His infamy has made him a target too; being recognised could be the precursor to flattery and praise, or threats and mockery.
Meanwhile the Bosie-Wilde-Ross love triangle creates more pain and drama, as Oscar remains besotted with Bosie while steady, sensible Robbie toils in the background. All the gay men in this story have had to suppress love and sexual desire because of the law, but for Robbie it’s more personal, and conventional; Wilde simply does not love him back in the same way.
Lord Alfred “Bosie” Douglas (Colin Morgan, who does narcissistic, needy petulance with great aplomb), is fun but brittle, in love with Wilde but desperately shallow and self-centered, and almost creepy as he advances smiling towards the tearful writer on the station platform when they reunite.
Oscar claims during his exile that “I don’t think I’ve ever been happier in my life”, and away from his own sons, Wilde becomes storyteller to two young brothers he meets on the streets; an illuminative respite for all of them. (Naturally it’s his own short story The Happy Prince – about a statue of a little prince who in life never knew sorrow, but who now, after seeing the misery and poverty around him, asks a swallow to take the gold leaf and jewels from his body to give to the poor.)
Yet Wilde’s health is declining and penury beckons, as he rouges his face (at last, someone worse than me at applying make-up) then heads out to a bar to spend a borrowed £5 on absinthe, cocaine and sex.
This is a beautifully shot film, cinematographer John Conroy adding an evocative layer to an already gripping and desperately sad story. The washed out, almost deserted Belgian beach in cream and beige with a pale, watery blue sky, a team of Young English cricketers adding to the palette as they play on the wet sand; shadowy, down-at-heel palazzos with stone walls and ironwork furniture; Wilde in bed, his head wrapped in a white bandage like a medieval cap, his red coverlet contrasting with his white shift, topped with heavy set features and rheumy eyes, like a 15th century pope too sated to get up.
As a director Everett is wittily coy about all the sex Wilde and his friends are having. Even the male nudity is mostly of the candle-lit buttocks variety, as men sit cradled on each other’s laps or curled up together beneath gauzy drapes.
And those mouths! They should have their own Oscar category, from Bosie’s petulantly plump lip to Oscar’s down in the mouth jowls.
Colin Firth has a smaller role than I expected, reliable as ever as Wilde’s long-standing friend Reggie. in fact the cast list is stuffed with well-known names in what are sometimes little more than cameos, as Wilde’s ability to illuminate the darkest corner of the room and then fill it with his own genius threaten to take over every bit of the movie: Emily Watson as his betrayed wife Constance, Beatrice Dalle (Betty Blue) as a cafe owner, and a fabulous last-minute turn – like those indulgently rich truffles they give you for free in posh restaurants when you’ve already paid your bill and left your tip – from Tom Wilkinson as a Catholic priest. Father Dunne has seen it all, and has dispensed with fire and brimstone accusations for his broken, dying flock in favour of genuine humanity and occasional flashes of dark wit.

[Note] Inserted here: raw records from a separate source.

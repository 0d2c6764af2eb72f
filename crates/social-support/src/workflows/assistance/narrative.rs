use std::sync::Arc;

use super::domain::{DeclaredFields, ExtractedFields};
use super::eligibility::EligibilityAssessment;
use super::generation::{GenerationError, TextGenerator};

/// Policy statement quoted to the advisor model.
pub const ELIGIBILITY_POLICY: &str = "Monthly income < AED 5000 AND at least 2 dependents.";

/// Produces the free-text explanation attached to an evaluated application.
#[derive(Clone)]
pub struct NarrativeAdapter {
    generator: Arc<dyn TextGenerator>,
}

impl NarrativeAdapter {
    pub fn new(generator: Arc<dyn TextGenerator>) -> Self {
        Self { generator }
    }

    pub async fn narrate(
        &self,
        declared: &DeclaredFields,
        extracted: &ExtractedFields,
        assessment: &EligibilityAssessment,
    ) -> Result<String, GenerationError> {
        let prompt = narrative_prompt(declared, extracted, assessment);
        self.generator.generate(&prompt).await
    }
}

/// Contact details come from the form; amounts come from the bank statement.
pub(crate) fn narrative_prompt(
    declared: &DeclaredFields,
    extracted: &ExtractedFields,
    assessment: &EligibilityAssessment,
) -> String {
    let decision = match assessment {
        EligibilityAssessment::Scored(score) => format!(
            "The eligibility model rated the applicant {} with {:.1}% confidence.",
            if score.eligible { "eligible" } else { "not eligible" },
            score.confidence * 100.0
        ),
        EligibilityAssessment::Unavailable { .. } => {
            "The eligibility model could not score this application.".to_string()
        }
    };

    format!(
        "You are a financial assistance advisor for the UAE government. \
         Evaluate the following application for social support:\n\n\
         Emirates ID: {identity}\n\
         Name: {name}\n\
         Phone: {phone}\n\
         Address: {address}\n\
         Dependents: {dependents}\n\
         Monthly Income: AED {income:.2}\n\
         Total Loans: AED {loans:.2}\n\n\
         {decision}\n\n\
         Based on UAE social support policies, determine if the applicant is eligible for \
         assistance. Eligibility criteria: {ELIGIBILITY_POLICY}\n\n\
         Provide a detailed response explaining your decision.",
        identity = declared.identity_number,
        name = declared.name,
        phone = declared.phone,
        address = declared.address,
        dependents = declared.dependents,
        income = extracted.monthly_income,
        loans = extracted.monthly_debt_service,
    )
}
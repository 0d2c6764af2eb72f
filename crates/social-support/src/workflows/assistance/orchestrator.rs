//! Sequential state machine driving one application through every stage.
//!
//! ```text
//! Extracting -> Reconciling -> Terminated
//!                          \-> Validating -> Evaluating -> Recommending -> Done
//! ```
//!
//! Extraction, reconciliation, and validation faults abort the submission. Validation
//! failures do not stop the pipeline; the report is attached and evaluation continues.
//! Evaluation and recommendation faults degrade to an unavailable assessment or empty output.

use std::future::pending;
use std::sync::Arc;

use tokio::sync::watch;
use tracing::{error, info, warn};

use super::audit::{self, AuditSink, SnapshotPhase, TracingAuditSink};
use super::domain::{ApplicationStatus, PipelineStage};
use super::eligibility::{EligibilityAssessment, EligibilityInput, EligibilityScoring};
use super::extraction::{DocumentExtractor, ExtractionAdapter};
use super::generation::{DisabledTextGenerator, TextGenerator};
use super::narrative::NarrativeAdapter;
use super::reconciliation::{ReconciliationEngine, ReconciliationPolicy};
use super::record::{ApplicationRecord, RecordError};
use super::recommendation::{FinancialFacts, RecommendationAdapter};
use super::validation::{ValidationCoordinator, ValidationRequest, DEFAULT_CHECK_TIMEOUT};

#[derive(Debug, thiserror::Error)]
pub enum PipelineError {
    #[error(transparent)]
    Record(#[from] RecordError),
    #[error("processing cancelled during {}", .stage.label())]
    Cancelled { stage: PipelineStage },
    #[error("{} failed: {message}", .stage.label())]
    StageFault {
        stage: PipelineStage,
        message: String,
    },
}

/// Aborted run; carries the last consistent version of the record for persistence.
#[derive(Debug, thiserror::Error)]
#[error("{error}")]
pub struct PipelineFailure {
    pub record: Box<ApplicationRecord>,
    #[source]
    pub error: PipelineError,
}

/// Pipeline side of a submission: publishes stage changes and observes cancellation.
pub struct SubmissionHandle {
    status: watch::Sender<PipelineStage>,
    cancel: watch::Receiver<bool>,
}

/// Caller side of a submission: reads the live stage and requests cancellation.
#[derive(Debug, Clone)]
pub struct SubmissionControl {
    status: watch::Receiver<PipelineStage>,
    cancel: Arc<watch::Sender<bool>>,
}

pub fn submission_channel() -> (SubmissionHandle, SubmissionControl) {
    let (status_tx, status_rx) = watch::channel(PipelineStage::Received);
    let (cancel_tx, cancel_rx) = watch::channel(false);
    (
        SubmissionHandle {
            status: status_tx,
            cancel: cancel_rx,
        },
        SubmissionControl {
            status: status_rx,
            cancel: Arc::new(cancel_tx),
        },
    )
}

impl SubmissionControl {
    pub fn stage(&self) -> PipelineStage {
        *self.status.borrow()
    }

    pub fn cancel(&self) {
        self.cancel.send_replace(true);
    }

    pub fn subscribe(&self) -> watch::Receiver<PipelineStage> {
        self.status.clone()
    }

    /// Wait until the pipeline publishes a terminal stage.
    pub async fn finished(&self) -> PipelineStage {
        let mut status = self.status.clone();
        loop {
            let stage = *status.borrow_and_update();
            if stage.is_terminal() {
                return stage;
            }
            if status.changed().await.is_err() {
                return *status.borrow();
            }
        }
    }
}

/// Resolves once cancellation is requested; never resolves if the caller went away.
async fn cancellation(cancel: &mut watch::Receiver<bool>) {
    loop {
        if *cancel.borrow_and_update() {
            return;
        }
        if cancel.changed().await.is_err() {
            pending::<()>().await;
        }
    }
}

pub struct PipelineOrchestrator {
    extractor: Arc<dyn DocumentExtractor>,
    reconciliation: ReconciliationEngine,
    validation: ValidationCoordinator,
    scorer: Arc<dyn EligibilityScoring>,
    narrative: NarrativeAdapter,
    recommendations: RecommendationAdapter,
    audit: Arc<dyn AuditSink>,
}
use crate::config::TelemetryConfig;
use std::fmt;
use tracing_subscriber::filter::ParseError;
use tracing_subscriber::EnvFilter;

#[derive(Debug)]
pub enum TelemetryError {
    EnvFilter { value: String, source: ParseError },
    Subscriber(Box<dyn std::error::Error + Send + Sync>),
}

impl fmt::Display for TelemetryError {
    fn fmt(&self, f: &mut fmt::Formatter<'_>) -> fmt::Result {
        match self {
            TelemetryError::EnvFilter { value, .. } => {
                write!(f, "invalid log filter '{value}'")
            }
            TelemetryError::Subscriber(err) => write!(f, "subscriber already installed: {err}"),
        }
    }
}

impl std::error::Error for TelemetryError {
    fn source(&self) -> Option<&(dyn std::error::Error + 'static)> {
        match self {
            TelemetryError::EnvFilter { source, .. } => Some(source),
            TelemetryError::Subscriber(err) => Some(&**err),
        }
    }
}

/// Build the filter from `RUST_LOG`, falling back to the configured level.
pub fn env_filter(config: &TelemetryConfig) -> Result<EnvFilter, TelemetryError> {
    match EnvFilter::try_from_default_env() {
        Ok(filter) => Ok(filter),
        Err(_) => {
            EnvFilter::try_new(&config.log_level).map_err(|source| TelemetryError::EnvFilter {
                value: config.log_level.clone(),
                source,
            })
        }
    }
}

pub fn init(config: &TelemetryConfig) -> Result<(), TelemetryError> {
    tracing_subscriber::fmt()
        .with_env_filter(env_filter(config)?)
        .with_target(false)
        .compact()
        .with_ansi(false)
        .try_init()
        .map_err(TelemetryError::Subscriber)
}
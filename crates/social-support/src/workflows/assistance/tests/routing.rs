use super::common::*;
use axum::body::Body;
use axum::extract::{Path, State};
use axum::http::{header, Request, StatusCode};
use serde_json::{json, Value};
use std::sync::Arc;
use tower::ServiceExt;

use crate::workflows::assistance::router::{self, application_router, ApplicationRequest};
use crate::workflows::assistance::service::AssistanceApplicationService;

fn request_body(income: f64, statement_income: f64) -> Value {
    let statement = String::from_utf8(bank_statement(statement_income, 0.0).content)
        .expect("statement is text");
    let identity = String::from_utf8(identity_document().content).expect("identity is text");
    json!({
        "identity_number": IDENTITY_NUMBER,
        "name": "Ali Hassan",
        "phone": "0501234567",
        "address": "Jumeirah 5, Dubai",
        "dependents": 3,
        "monthly_income": income,
        "monthly_debt_service": 0.0,
        "identity_document": identity,
        "bank_statement_csv": statement,
        "resume_text": "",
    })
}

fn post(uri: &str, body: &Value) -> Request<Body> {
    Request::post(uri)
        .header(header::CONTENT_TYPE, "application/json")
        .body(Body::from(
            serde_json::to_vec(body).expect("body serializes"),
        ))
        .expect("request builds")
}

#[test]
fn request_attaches_only_non_empty_documents() {
    let request: ApplicationRequest =
        serde_json::from_value(request_body(3000.0, 3000.0)).expect("request parses");
    let submission = request.into_submission();
    assert_eq!(submission.declared.dependents, 3);
    assert!(submission.documents.identity_document.is_some());
    assert!(submission.documents.bank_statement.is_some());
    assert!(submission.documents.resume.is_none());
}

#[tokio::test]
async fn evaluate_route_returns_outcome() {
    let (service, _) = build_service(orchestrator());
    let router = application_router(service);

    let response = router
        .oneshot(post(
            "/api/v1/applications/evaluate",
            &request_body(3000.0, 3000.0),
        ))
        .await
        .expect("route executes");

    assert_eq!(response.status(), StatusCode::OK);
    let payload = read_json_body(response).await;
    assert_eq!(payload["status"], "completed");
    assert_eq!(payload["mismatches"], json!([]));
    assert_eq!(payload["eligibility"]["status"], "success");
    assert_eq!(payload["validation"]["all_valid"], true);
    assert_eq!(
        payload["recommendations"]["status"],
        "financial_assistance_not_approved"
    );
    assert!(payload.get("identity_document").is_none());
}

#[tokio::test]
async fn evaluate_route_reports_mismatched_fields() {
    let (service, _) = build_service(orchestrator());
    let router = application_router(service);

    let response = router
        .oneshot(post(
            "/api/v1/applications/evaluate",
            &request_body(4000.0, 4600.0),
        ))
        .await
        .expect("route executes");

    assert_eq!(response.status(), StatusCode::OK);
    let payload = read_json_body(response).await;
    assert_eq!(payload["status"], "mismatch_terminated");
    assert_eq!(payload["mismatches"], json!(["Income"]));
    assert!(payload["message"]
        .as_str()
        .expect("message")
        .contains("don't match your documents"));
    assert!(payload.get("eligibility").is_none());
}

#[tokio::test]
async fn submit_route_accepts_and_status_route_reports() {
    let (service, _) = build_service(orchestrator());
    let router = application_router(service.clone());

    let response = router
        .clone()
        .oneshot(post("/api/v1/applications", &request_body(3000.0, 3000.0)))
        .await
        .expect("route executes");
    assert_eq!(response.status(), StatusCode::ACCEPTED);
    let ticket = read_json_body(response).await;
    let id = ticket["application_id"]
        .as_str()
        .expect("ticket carries id")
        .to_string();

    let response = router
        .oneshot(
            Request::get(format!("/api/v1/applications/{id}/status"))
                .body(Body::empty())
                .expect("request builds"),
        )
        .await
        .expect("route executes");
    assert_eq!(response.status(), StatusCode::OK);
    let payload = read_json_body(response).await;
    assert_eq!(payload["application_id"], id.as_str());
    let status = payload["status"].as_str().expect("status");
    assert!(
        status == "in_progress" || status == "completed",
        "unexpected status {status}"
    );
}

#[tokio::test]
async fn unknown_application_routes_return_not_found() {
    let (service, _) = build_service(orchestrator());
    let router = application_router(service);

    let response = router
        .clone()
        .oneshot(
            Request::get("/api/v1/applications/app-424242")
                .body(Body::empty())
                .expect("request builds"),
        )
        .await
        .expect("route executes");
    assert_eq!(response.status(), StatusCode::NOT_FOUND);

    let response = router
        .oneshot(
            Request::delete("/api/v1/applications/app-424242")
                .body(Body::empty())
                .expect("request builds"),
        )
        .await
        .expect("route executes");
    assert_eq!(response.status(), StatusCode::NOT_FOUND);
}

#[tokio::test]
async fn record_handler_returns_stored_outcome() {
    let (service, _) = build_service(orchestrator());
    let record = service
        .process(ineligible_submission())
        .await
        .expect("processing succeeds");

    let response = router::record_handler::<MemoryRepository>(
        State(service.clone()),
        Path(record.application_id.0.clone()),
    )
    .await;

    assert_eq!(response.status(), StatusCode::OK);
    let payload = read_json_body(response).await;
    assert_eq!(payload["application_id"], record.application_id.0.as_str());
    assert_eq!(payload["eligibility"]["eligible"], false);
}

#[tokio::test]
async fn evaluate_handler_maps_repository_outage_to_server_error() {
    let service = Arc::new(AssistanceApplicationService::new(
        Arc::new(orchestrator()),
        Arc::new(UnavailableRepository),
    ));
    let request: ApplicationRequest =
        serde_json::from_value(request_body(3000.0, 3000.0)).expect("request parses");

    let response =
        router::evaluate_handler::<UnavailableRepository>(State(service), axum::Json(request))
            .await;

    assert_eq!(response.status(), StatusCode::INTERNAL_SERVER_ERROR);
    let payload = read_json_body(response).await;
    assert!(payload["error"]
        .as_str()
        .expect("error message")
        .contains("database offline"));
}

#[tokio::test]
async fn list_route_returns_stored_status_views() {
    let (service, _) = build_service(orchestrator());
    service
        .process(ineligible_submission())
        .await
        .expect("processing succeeds");
    service
        .process(mismatched_submission())
        .await
        .expect("mismatch stored");

    let response = application_router(service)
        .oneshot(
            Request::get("/api/v1/applications")
                .body(Body::empty())
                .expect("request builds"),
        )
        .await
        .expect("route executes");

    assert_eq!(response.status(), StatusCode::OK);
    let payload = read_json_body(response).await;
    let views = payload.as_array().expect("array of views");
    assert_eq!(views.len(), 2);
    assert!(views
        .iter()
        .any(|view| view["status"] == "mismatch_terminated"));
}

#[tokio::test]
async fn negative_declared_amounts_are_unprocessable() {
    let (service, repository) = build_service(orchestrator());
    let router = application_router(service);

    let mut body = request_body(-300.0, 0.0);
    body["monthly_debt_service"] = json!(-250.0);
    body["bank_statement_csv"] = json!("");

    for uri in ["/api/v1/applications/evaluate", "/api/v1/applications"] {
        let response = router
            .clone()
            .oneshot(post(uri, &body))
            .await
            .expect("route executes");
        assert_eq!(response.status(), StatusCode::UNPROCESSABLE_ENTITY, "{uri}");
        let payload = read_json_body(response).await;
        assert!(payload["error"]
            .as_str()
            .expect("error message")
            .contains("monthly_income"));
    }
    assert_eq!(repository.len(), 0);
}
mod cli;
mod infra;
mod process;
mod routes;
mod server;

use social_support::error::AppError;

pub async fn run() -> Result<(), AppError> {
    cli::run().await
}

Everett is terrific as Wilde, who he plays as a master of self-deception, after years shining a satirical light on Victorian Society. He’s partly hidden behinds prosthetics and padding, as the stoutly imposing and neatly turned out Wilde gradually becomes heavier and more shambling, desperate not to be seen, his jowls growing and his hair lank and greasy.
Yet despite his traumas Wilde is always witty, even as the end draws near: “I’m in mortal combat with this wallpaper, Robbie” he says as he lies on his sickbed against a particularly virulently decorated wall. “One of us has to go.”